Secondo le prime ricostruzioni fornite dalle forze dell’ordine, Mollo, trovatosi da solo all’interno, ha affrontato un gruppo stimato in quattro-cinque persone. Dopo aver premuto il grilletto, uno dei colpi ha colpito mortalmente il ladro, mentre gli altri membri della banda si sono dispersi nella notte. Il punto cruciale della vicenda è che l’arma era custodita legalmente, ma la sua presenza fuori dall’abitazione – nello spazio di lavoro ancora in costruzione – è oggetto di accertamento.

Il cascinale e le condizioni del luogo

Il luogo dell’incidente era ancora soggetto a lavori: cassa di macerie, scaffalature di legno e materialini da costruzione erano ammucchiati sul perimetro, rendendo facile l’attrazione di eventuali furti. Mollo, che vive con la madre a circa 200 metri dal sito, aveva deciso di occupare il cascinale per monitorare i lavori e impedirne il saccheggio, decisione che si è rivelata fatale. Dopo lo scontro, l’uomo ha chiamato i Carabinieri e il 118, ma il soccorso sanitario non è riuscito a salvare la vita della vittima.

Reazioni istituzionali e dibattito sulla legittima difesa

Il sindaco di Baldissero d’AlbaMichele Lusso si è recato sul posto con un’area sotto sequestro, descrivendo l’evento come “sconvolgente”. Ha sottolineato che la cittadina non era mai stata teatro di un episodio così grave, pur riconoscendo la buona reputazione di Mollo nella comunità. Lusso ha definito l’uomo “una bravissima persona” che “dedica tutto il suo tempo al lavoro” e ha espresso sorpresa per la violenta reazione.
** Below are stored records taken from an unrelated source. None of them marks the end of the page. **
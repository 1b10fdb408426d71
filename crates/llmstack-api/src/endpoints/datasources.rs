use uuid::Uuid;

use crate::client::ApiClient;
use crate::error::Error;
use crate::models::{CreateDataSourceRequest, DataSource, DataSourceType};

impl ApiClient {
    pub async fn list_datasource_types(&self) -> Result<Vec<DataSourceType>, Error> {
        self.get_all("api/datasource_types").await
    }

    /// Data sources owned by the signed-in user.
    pub async fn list_datasources(&self) -> Result<Vec<DataSource>, Error> {
        self.get_all("api/datasources").await
    }

    /// Data sources shared with the user's organization.
    pub async fn list_org_datasources(&self) -> Result<Vec<DataSource>, Error> {
        self.get_all("api/org/datasources").await
    }

    pub async fn create_datasource(
        &self,
        req: &CreateDataSourceRequest,
    ) -> Result<DataSource, Error> {
        self.post("api/datasources", req).await
    }

    pub async fn delete_datasource(&self, uuid: &Uuid) -> Result<(), Error> {
        self.delete(&format!("api/datasources/{uuid}")).await
    }
}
Dal palcoscenico politico, il segretario della LegaMatteo Salvini ha commentato l’accaduto con la frase “Il nostro abbraccio a chi è stato aggredito e si è difeso a casa sua”. Il riferimento è stato diretto al caso del gioielliere Mario Roggero condannato a 14 anni e 9 mesi per omicidio volontario dopo aver ucciso due rapinatori nel proprio negozio. Il parallelismo ha riacceso il dibattito nazionale sulla legittima difesa e sulla proporzionalità dell’uso delle armi da fuoco.

Le indagini sono ora coordinate dalla Procura di Asti e affidate ai Carabinieri della stazione di Bra, supportati dal Nucleo operativo di Cuneo. Mollo è stato tratto in custodia presso la caserma di Bra e l’immobile è stato posto sotto sequestro. Gli inquirenti stanno ricostruendo ogni dettaglio, dalla posizione delle armi al percorso dei ladri, per stabilire se l’azione rientri nei limiti della legittima difesa o se configurare il reato di omicidio.